A primatologista britânica Jane Goodall morreu aos 91 anos, segundo anunciou nesta quarta (1º) o instituto que leva seu nome. Ela faleceu de causas naturais enquanto dormia em Los Angeles (EUA), onde participava de uma série de conferências.
Considerada um ícone da ciência, Goodall revolucionou o estudo do comportamento animal e revelou ao mundo a proximidade entre humanos e chimpanzés. Em 1960, no Parque Nacional de Gombe, na Tanzânia, ela iniciou pesquisas que mostraram que chimpanzés fabricam ferramentas, caçam de forma organizada, têm personalidades próprias e até travam conflitos entre grupos da mesma espécie.
Essas descobertas mudaram para sempre a visão da ciência sobre os grandes primatas. Até hoje, os estudos em Gombe continuam sem interrupções, consolidando a pesquisa como a mais longa já realizada sobre uma comunidade de animais.

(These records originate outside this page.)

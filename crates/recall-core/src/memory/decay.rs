//! ============================================================================
//! Decay Model - Profile freshness and retention ratios
//! ============================================================================
//! decay     = exp(-λ · Δdays), Δdays measured since the last profile update
//! retention = min(recent / max(total, 1), 1), rounded to 3 decimals
//! ============================================================================

use crate::types::UserProfile;

/// Default decay constant, per day
pub const DECAY_LAMBDA: f64 = 0.1;

const SECONDS_PER_DAY: f64 = 86_400.0;

/// Pure freshness computations over profiles and entries
#[derive(Debug, Clone, Copy)]
pub struct DecayModel {
    pub lambda: f64,
}

impl Default for DecayModel {
    fn default() -> Self {
        Self { lambda: DECAY_LAMBDA }
    }
}

impl DecayModel {
    pub fn new(lambda: f64) -> Self {
        Self { lambda }
    }

    /// exp(-λ · days elapsed from `since` to `now`).
    /// A `since` in the future yields a value above 1.
    pub fn decay_between(&self, since: i64, now: i64) -> f64 {
        let days = (now - since) as f64 / SECONDS_PER_DAY;
        (-self.lambda * days).exp()
    }

    pub fn decay(&self, profile: &UserProfile, now: i64) -> f64 {
        self.decay_between(profile.last_update, now)
    }

    pub fn retention(&self, recent: u64, total: u64) -> f64 {
        retention(recent, total)
    }
}

/// Share of a user's interactions that fall inside the recent window
pub fn retention(recent: u64, total: u64) -> f64 {
    let ratio = (recent as f64 / total.max(1) as f64).min(1.0);
    (ratio * 1000.0).round() / 1000.0
}

#[cfg(test)]
mod tests {
    use super::*;

    const DAY: i64 = 86_400;

    #[test]
    fn test_decay_at_zero_is_one() {
        let model = DecayModel::default();
        let profile = UserProfile::empty("u1", 1_000);
        assert_eq!(model.decay(&profile, 1_000), 1.0);
    }

    #[test]
    fn test_decay_is_monotonic() {
        let model = DecayModel::default();
        let mut last = f64::INFINITY;
        for days in 0..30 {
            let value = model.decay_between(0, days * DAY);
            assert!(value < last);
            assert!(value > 0.0);
            last = value;
        }
    }

    #[test]
    fn test_decay_known_value() {
        let model = DecayModel::default();
        let ten_days = model.decay_between(0, 10 * DAY);
        assert!((ten_days - (-1.0f64).exp()).abs() < 1e-12);
    }

    #[test]
    fn test_future_update_exceeds_one() {
        assert!(DecayModel::default().decay_between(DAY, 0) > 1.0);
    }

    #[test]
    fn test_retention() {
        assert_eq!(retention(0, 0), 0.0);
        assert_eq!(retention(5, 0), 1.0);
        assert_eq!(retention(1, 3), 0.333);
        assert_eq!(retention(2, 3), 0.667);
        assert_eq!(retention(4, 4), 1.0);
        assert_eq!(retention(9, 4), 1.0);
    }
}
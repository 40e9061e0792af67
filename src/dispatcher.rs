use tracing::{error, info};

use crate::artifact::Artifact;
use crate::config::MailConfig;
use crate::error::{MailerError, ProcessFailure, Result};
use crate::runner::{CommandRunner, CommandSpec};

/// Build the mail invocation for `artifact`.
///
/// The four named parameters are passed as flag/value pairs in the order
/// attachment, recipient, subject, body, after any configured leading
/// arguments.
pub fn mail_command(config: &MailConfig, artifact: &Artifact) -> CommandSpec {
    let attachment = artifact.path.display().to_string();
    let body = config.render_body(&attachment);

    CommandSpec::new(&config.program)
        .args(config.args.iter().cloned())
        .arg(&config.attachment_flag)
        .arg(attachment)
        .arg(&config.recipient_flag)
        .arg(&config.recipient)
        .arg(&config.subject_flag)
        .arg(&config.subject)
        .arg(&config.body_flag)
        .arg(body)
}

/// Send `artifact` through the mail program
pub fn dispatch<R: CommandRunner>(
    runner: &mut R,
    config: &MailConfig,
    artifact: &Artifact,
) -> Result<()> {
    let command = mail_command(config, artifact);
    info!(
        "Mailing {} to {} via '{}'",
        artifact.path.display(),
        config.recipient,
        config.program
    );

    let outcome = runner.run(&command).map_err(|source| {
        error!("Could not start '{}': {}", command.program, source);
        MailerError::DispatchFailed(ProcessFailure::Spawn {
            program: command.program.clone(),
            source,
        })
    })?;

    if !outcome.success {
        error!("Mail program {}", outcome);
        return Err(MailerError::DispatchFailed(ProcessFailure::Exit {
            program: command.program,
            outcome,
        }));
    }

    info!("Mail handed off to '{}'", config.program);
    Ok(())
}
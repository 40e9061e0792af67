//! File name patterns with `*` and `?` wildcards.
//!
//! Patterns are matched against a bare file name. There are no character
//! classes, no escapes and no recursive `**`.

use std::fmt::{self, Display};

#[derive(Debug, Clone, PartialEq, Eq)]
pub struct FilePattern {
    raw: String,
    tokens: Vec<Token>,
}

#[derive(Debug, Clone, PartialEq, Eq)]
enum Token {
    Literal(char),
    AnyOne,
    AnyRun,
}

impl FilePattern {
    pub fn new(pattern: &str) -> Self {
        let mut tokens = Vec::with_capacity(pattern.len());
        for c in pattern.chars() {
            let token = match c {
                '*' => Token::AnyRun,
                '?' => Token::AnyOne,
                other => Token::Literal(other),
            };
            // Consecutive stars are equivalent to one
            if token == Token::AnyRun && tokens.last() == Some(&Token::AnyRun) {
                continue;
            }
            tokens.push(token);
        }

        Self {
            raw: pattern.to_string(),
            tokens,
        }
    }

    pub fn as_str(&self) -> &str {
        &self.raw
    }

    /// Does `name` match the whole pattern?
    pub fn matches(&self, name: &str) -> bool {
        let name: Vec<char> = name.chars().collect();
        let (mut t, mut n) = (0, 0);
        // Position of the last star and the name index it was tried at
        let mut backtrack: Option<(usize, usize)> = None;

        while n < name.len() {
            match self.tokens.get(t) {
                Some(Token::AnyRun) => {
                    backtrack = Some((t, n));
                    t += 1;
                    continue;
                }
                Some(Token::AnyOne) => {
                    t += 1;
                    n += 1;
                    continue;
                }
                Some(Token::Literal(c)) if *c == name[n] => {
                    t += 1;
                    n += 1;
                    continue;
                }
                _ => {}
            }

            match backtrack {
                Some((star, from)) => {
                    // Let the star swallow one more character and retry
                    t = star + 1;
                    n = from + 1;
                    backtrack = Some((star, from + 1));
                }
                None => return false,
            }
        }

        self.tokens[t..].iter().all(|token| *token == Token::AnyRun)
    }
}

impl Display for FilePattern {
    fn fmt(&self, f: &mut fmt::Formatter<'_>) -> fmt::Result {
        f.write_str(&self.raw)
    }
}
//! Blocking execution of external programs.

use std::fmt::{self, Display};
use std::io;
use std::path::PathBuf;
use std::process::{Command, ExitStatus, Stdio};
use tracing::debug;

/// A fully described external command
#[derive(Debug, Clone, PartialEq, Eq)]
pub struct CommandSpec {
    pub program: String,
    pub args: Vec<String>,
    pub current_dir: Option<PathBuf>,
}

impl CommandSpec {
    pub fn new(program: impl Into<String>) -> Self {
        Self {
            program: program.into(),
            args: Vec::new(),
            current_dir: None,
        }
    }

    pub fn arg(mut self, arg: impl Into<String>) -> Self {
        self.args.push(arg.into());
        self
    }

    pub fn args<I, S>(mut self, args: I) -> Self
    where
        I: IntoIterator<Item = S>,
        S: Into<String>,
    {
        self.args.extend(args.into_iter().map(Into::into));
        self
    }

    pub fn current_dir(mut self, dir: impl Into<PathBuf>) -> Self {
        self.current_dir = Some(dir.into());
        self
    }
}

impl Display for CommandSpec {
    fn fmt(&self, f: &mut fmt::Formatter<'_>) -> fmt::Result {
        write!(f, "{}", self.program)?;
        for arg in &self.args {
            if arg.is_empty() || arg.contains(char::is_whitespace) {
                write!(f, " {:?}", arg)?;
            } else {
                write!(f, " {}", arg)?;
            }
        }
        Ok(())
    }
}

/// How a finished process exited
#[derive(Debug, Clone, Copy, PartialEq, Eq)]
pub struct ExitOutcome {
    /// Exit code, `None` when the process was terminated by a signal
    pub code: Option<i32>,
    pub success: bool,
}

impl ExitOutcome {
    pub fn from_code(code: i32) -> Self {
        Self {
            code: Some(code),
            success: code == 0,
        }
    }
}

impl From<ExitStatus> for ExitOutcome {
    fn from(status: ExitStatus) -> Self {
        Self {
            code: status.code(),
            success: status.success(),
        }
    }
}

impl Display for ExitOutcome {
    fn fmt(&self, f: &mut fmt::Formatter<'_>) -> fmt::Result {
        match self.code {
            Some(code) => write!(f, "exited with status {}", code),
            None => write!(f, "was terminated by a signal"),
        }
    }
}

/// Runs a command to completion
pub trait CommandRunner {
    fn run(&mut self, command: &CommandSpec) -> io::Result<ExitOutcome>;
}

/// Spawns real processes with inherited stdio and waits for them.
/// There is no timeout: a hung child blocks the caller.
#[derive(Debug, Default, Clone, Copy)]
pub struct SystemRunner;

impl CommandRunner for SystemRunner {
    fn run(&mut self, command: &CommandSpec) -> io::Result<ExitOutcome> {
        debug!("Spawning: {}", command);

        let mut cmd = Command::new(&command.program);
        cmd.args(&command.args)
            .stdin(Stdio::inherit())
            .stdout(Stdio::inherit())
            .stderr(Stdio::inherit());

        if let Some(dir) = &command.current_dir {
            cmd.current_dir(dir);
        }

        let status = cmd.status()?;
        debug!("'{}' finished: {:?}", command.program, status);
        Ok(status.into())
    }
}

Nascida em Londres em 1934, Jane cresceu em Bournemouth, no litoral inglês. Incentivada pela mãe, Margaret, e inspirada desde a infância por um chimpanzé de pelúcia chamado Jubilee, cultivou o sonho de viver entre animais na África. Sem condições de pagar a universidade, trabalhou como garçonete e, em 1957, juntou dinheiro para viajar ao Quênia. Lá, conheceu o paleoantropólogo Louis Leakey, que viu em sua dedicação o perfil ideal para conduzir estudos pioneiros sobre chimpanzés.